◆ Required action
Every line of the data below should be retyped exactly.

-*-

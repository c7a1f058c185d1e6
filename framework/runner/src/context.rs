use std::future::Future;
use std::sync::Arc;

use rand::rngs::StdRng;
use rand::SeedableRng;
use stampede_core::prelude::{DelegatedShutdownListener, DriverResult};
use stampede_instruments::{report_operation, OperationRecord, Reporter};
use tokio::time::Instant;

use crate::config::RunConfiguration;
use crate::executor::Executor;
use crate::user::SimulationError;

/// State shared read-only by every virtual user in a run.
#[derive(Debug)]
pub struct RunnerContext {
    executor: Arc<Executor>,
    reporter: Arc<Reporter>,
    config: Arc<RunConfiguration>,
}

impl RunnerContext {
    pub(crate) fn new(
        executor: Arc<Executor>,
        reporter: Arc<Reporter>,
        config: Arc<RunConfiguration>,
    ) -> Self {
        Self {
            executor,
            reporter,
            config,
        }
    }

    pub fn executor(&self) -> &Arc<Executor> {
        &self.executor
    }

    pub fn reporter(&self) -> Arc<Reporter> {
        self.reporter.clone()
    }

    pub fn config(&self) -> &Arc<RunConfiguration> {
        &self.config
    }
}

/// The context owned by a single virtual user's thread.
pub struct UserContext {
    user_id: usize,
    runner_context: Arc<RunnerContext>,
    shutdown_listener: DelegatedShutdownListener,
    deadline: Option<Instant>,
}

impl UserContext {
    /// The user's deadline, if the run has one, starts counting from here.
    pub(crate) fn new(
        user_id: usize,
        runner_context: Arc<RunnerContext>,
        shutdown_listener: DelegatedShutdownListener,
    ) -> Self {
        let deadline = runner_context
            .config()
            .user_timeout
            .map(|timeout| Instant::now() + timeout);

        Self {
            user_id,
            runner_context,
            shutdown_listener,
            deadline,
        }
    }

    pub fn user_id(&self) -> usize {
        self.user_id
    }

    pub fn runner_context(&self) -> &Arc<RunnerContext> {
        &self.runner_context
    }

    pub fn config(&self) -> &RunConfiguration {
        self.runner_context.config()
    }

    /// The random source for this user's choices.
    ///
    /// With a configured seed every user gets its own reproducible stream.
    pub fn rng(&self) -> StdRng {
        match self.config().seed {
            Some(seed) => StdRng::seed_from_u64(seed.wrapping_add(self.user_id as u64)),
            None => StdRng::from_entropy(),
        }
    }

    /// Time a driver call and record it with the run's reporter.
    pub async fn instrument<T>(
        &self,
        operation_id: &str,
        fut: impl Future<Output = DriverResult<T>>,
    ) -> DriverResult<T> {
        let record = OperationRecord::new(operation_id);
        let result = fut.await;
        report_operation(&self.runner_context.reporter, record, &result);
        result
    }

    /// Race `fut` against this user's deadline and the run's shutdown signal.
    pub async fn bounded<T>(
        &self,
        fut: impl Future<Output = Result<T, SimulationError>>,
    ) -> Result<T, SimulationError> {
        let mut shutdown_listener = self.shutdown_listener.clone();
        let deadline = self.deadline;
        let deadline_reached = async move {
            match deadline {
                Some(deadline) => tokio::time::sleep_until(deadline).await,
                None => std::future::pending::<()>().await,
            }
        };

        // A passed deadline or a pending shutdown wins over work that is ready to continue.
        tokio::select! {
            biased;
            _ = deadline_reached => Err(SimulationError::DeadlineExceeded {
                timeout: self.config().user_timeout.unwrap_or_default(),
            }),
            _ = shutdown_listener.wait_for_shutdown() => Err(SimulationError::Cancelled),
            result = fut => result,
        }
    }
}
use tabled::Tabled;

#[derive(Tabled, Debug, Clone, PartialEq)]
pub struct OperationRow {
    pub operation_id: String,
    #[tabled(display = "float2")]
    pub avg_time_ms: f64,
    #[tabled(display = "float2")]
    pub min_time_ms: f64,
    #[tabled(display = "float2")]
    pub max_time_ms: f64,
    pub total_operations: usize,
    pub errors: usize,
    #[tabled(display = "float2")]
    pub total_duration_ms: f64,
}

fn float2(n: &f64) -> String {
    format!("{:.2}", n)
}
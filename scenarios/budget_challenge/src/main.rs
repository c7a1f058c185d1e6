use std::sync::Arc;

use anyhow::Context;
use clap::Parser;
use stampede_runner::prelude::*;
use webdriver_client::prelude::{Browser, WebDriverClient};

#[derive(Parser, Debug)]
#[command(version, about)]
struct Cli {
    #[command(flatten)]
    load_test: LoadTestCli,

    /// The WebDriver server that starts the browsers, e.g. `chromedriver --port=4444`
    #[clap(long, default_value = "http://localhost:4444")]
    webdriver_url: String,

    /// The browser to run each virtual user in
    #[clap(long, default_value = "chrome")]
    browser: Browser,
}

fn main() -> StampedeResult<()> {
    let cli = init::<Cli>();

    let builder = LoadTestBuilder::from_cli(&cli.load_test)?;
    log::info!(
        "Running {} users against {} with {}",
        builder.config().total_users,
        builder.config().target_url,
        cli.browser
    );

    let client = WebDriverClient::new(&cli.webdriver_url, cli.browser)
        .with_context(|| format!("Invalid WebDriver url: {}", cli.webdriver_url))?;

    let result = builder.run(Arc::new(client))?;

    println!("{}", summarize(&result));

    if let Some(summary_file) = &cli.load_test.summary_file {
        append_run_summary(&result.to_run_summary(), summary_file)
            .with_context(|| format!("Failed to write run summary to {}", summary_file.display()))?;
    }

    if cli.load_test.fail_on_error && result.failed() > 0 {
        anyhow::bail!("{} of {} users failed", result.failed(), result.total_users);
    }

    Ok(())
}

-*-

◆ Response area
repository c7a1f058c185d1e6
filename framework/runner/src/context.rs
use std::future::Future;
use std::sync::Arc;

use rand::rngs::StdRng;
use rand::SeedableRng;
use stampede_core::prelude::{DelegatedShutdownListener, DriverResult};
use stampede_instruments::{report_operation, OperationRecord, Reporter};
use tokio::time::Instant;

use crate::config::RunConfiguration;
use crate::executor::Executor;
use crate::user::SimulationError;

/// State shared read-only by every virtual user in a run.
#[derive(Debug)]
pub struct RunnerContext {
    executor: Arc<Executor>,
    reporter: Arc<Reporter>,
    config: Arc<RunConfiguration>,
}

impl RunnerContext {
    pub(crate) fn new(
        executor: Arc<Executor>,
        reporter: Arc<Reporter>,
        config: Arc<RunConfiguration>,
    ) -> Self {
        Self {
            executor,
            reporter,
            config,
        }
    }

    pub fn executor(&self) -> &Arc<Executor> {
        &self.executor
    }

    pub fn reporter(&self) -> Arc<Reporter> {
        self.reporter.clone()
    }

    pub fn config(&self) -> &Arc<RunConfiguration> {
        &self.config
    }
}

/// The context owned by a single virtual user's thread.
pub struct UserContext {
    user_id: usize,
    runner_context: Arc<RunnerContext>,
    shutdown_listener: DelegatedShutdownListener,
    deadline: Option<Instant>,
}

impl UserContext {
    /// The user's deadline, if the run has one, starts counting from here.
    pub(crate) fn new(
        user_id: usize,
        runner_context: Arc<RunnerContext>,
        shutdown_listener: DelegatedShutdownListener,
    ) -> Self {
        let deadline = runner_context
            .config()
            .user_timeout
            .map(|timeout| Instant::now() + timeout);

        Self {
            user_id,
            runner_context,
            shutdown_listener,
            deadline,
        }
    }

    pub fn user_id(&self) -> usize {
        self.user_id
    }

    pub fn runner_context(&self) -> &Arc<RunnerContext> {
        &self.runner_context
    }

    pub fn config(&self) -> &RunConfiguration {
        self.runner_context.config()
    }

    /// The random source for this user's choices.
    ///
    /// With a configured seed every user gets its own reproducible stream.
    pub fn rng(&self) -> StdRng {
        match self.config().seed {
            Some(seed) => StdRng::seed_from_u64(seed.wrapping_add(self.user_id as u64)),
            None => StdRng::from_entropy(),
        }
    }

    /// Time a driver call and record it with the run's reporter.
    pub async fn instrument<T>(
        &self,
        operation_id: &str,
        fut: impl Future<Output = DriverResult<T>>,
    ) -> DriverResult<T> {
        let record = OperationRecord::new(operation_id);
        let result = fut.await;
        report_operation(&self.runner_context.reporter, record, &result);
        result
    }

    /// Race `fut` against this user's deadline and the run's shutdown signal.
    pub async fn bounded<T>(
        &self,
        fut: impl Future<Output = Result<T, SimulationError>>,
    ) -> Result<T, SimulationError> {
        let mut shutdown_listener = self.shutdown_listener.clone();
        let deadline = self.deadline;
        let deadline_reached = async move {
            match deadline {
                Some(deadline) => tokio::time::sleep_until(deadline).await,
                None => std::future::pending::<()>().await,
            }
        };

        // A passed deadline or a pending shutdown wins over work that is ready to continue.
        tokio::select! {
            biased;
            _ = deadline_reached => Err(SimulationError::DeadlineExceeded {
                timeout: self.config().user_timeout.unwrap_or_default(),
            }),
            _ = shutdown_listener.wait_for_shutdown() => Err(SimulationError::Cancelled),
            result = fut => result,
        }
    }
}
use tabled::Tabled;

#[derive(Tabled, Debug, Clone, PartialEq)]
pub struct OperationRow {
    pub operation_id: String,
    #[tabled(display = "float2")]
    pub avg_time_ms: f64,
    #[tabled(display = "float2")]
    pub min_time_ms: f64,
    #[tabled(display = "float2")]
    pub max_time_ms: f64,
    pub total_operations: usize,
    pub errors: usize,
    #[tabled(display = "float2")]
    pub total_duration_ms: f64,
}

fn float2(n: &f64) -> String {
    format!("{:.2}", n)
}
filename scenarios/budget_challenge/src/main.rs
repository c7a1f058c185d1e6
use std::sync::Arc;

use anyhow::Context;
use clap::Parser;
use stampede_runner::prelude::*;
use webdriver_client::prelude::{Browser, WebDriverClient};

#[derive(Parser, Debug)]
#[command(version, about)]
struct Cli {
    #[command(flatten)]
    load_test: LoadTestCli,

    /// The WebDriver server that starts the browsers, e.g. `chromedriver --port=4444`
    #[clap(long, default_value = "http://localhost:4444")]
    webdriver_url: String,

    /// The browser to run each virtual user in
    #[clap(long, default_value = "chrome")]
    browser: Browser,
}

fn main() -> StampedeResult<()> {
    let cli = init::<Cli>();

    let builder = LoadTestBuilder::from_cli(&cli.load_test)?;
    log::info!(
        "Running {} users against {} with {}",
        builder.config().total_users,
        builder.config().target_url,
        cli.browser
    );

    let client = WebDriverClient::new(&cli.webdriver_url, cli.browser)
        .with_context(|| format!("Invalid WebDriver url: {}", cli.webdriver_url))?;

    let result = builder.run(Arc::new(client))?;

    println!("{}", summarize(&result));

    if let Some(summary_file) = &cli.load_test.summary_file {
        append_run_summary(&result.to_run_summary(), summary_file)
            .with_context(|| format!("Failed to write run summary to {}", summary_file.display()))?;
    }

    if cli.load_test.fail_on_error && result.failed() > 0 {
        anyhow::bail!("{} of {} users failed", result.failed(), result.total_users);
    }

    Ok(())
}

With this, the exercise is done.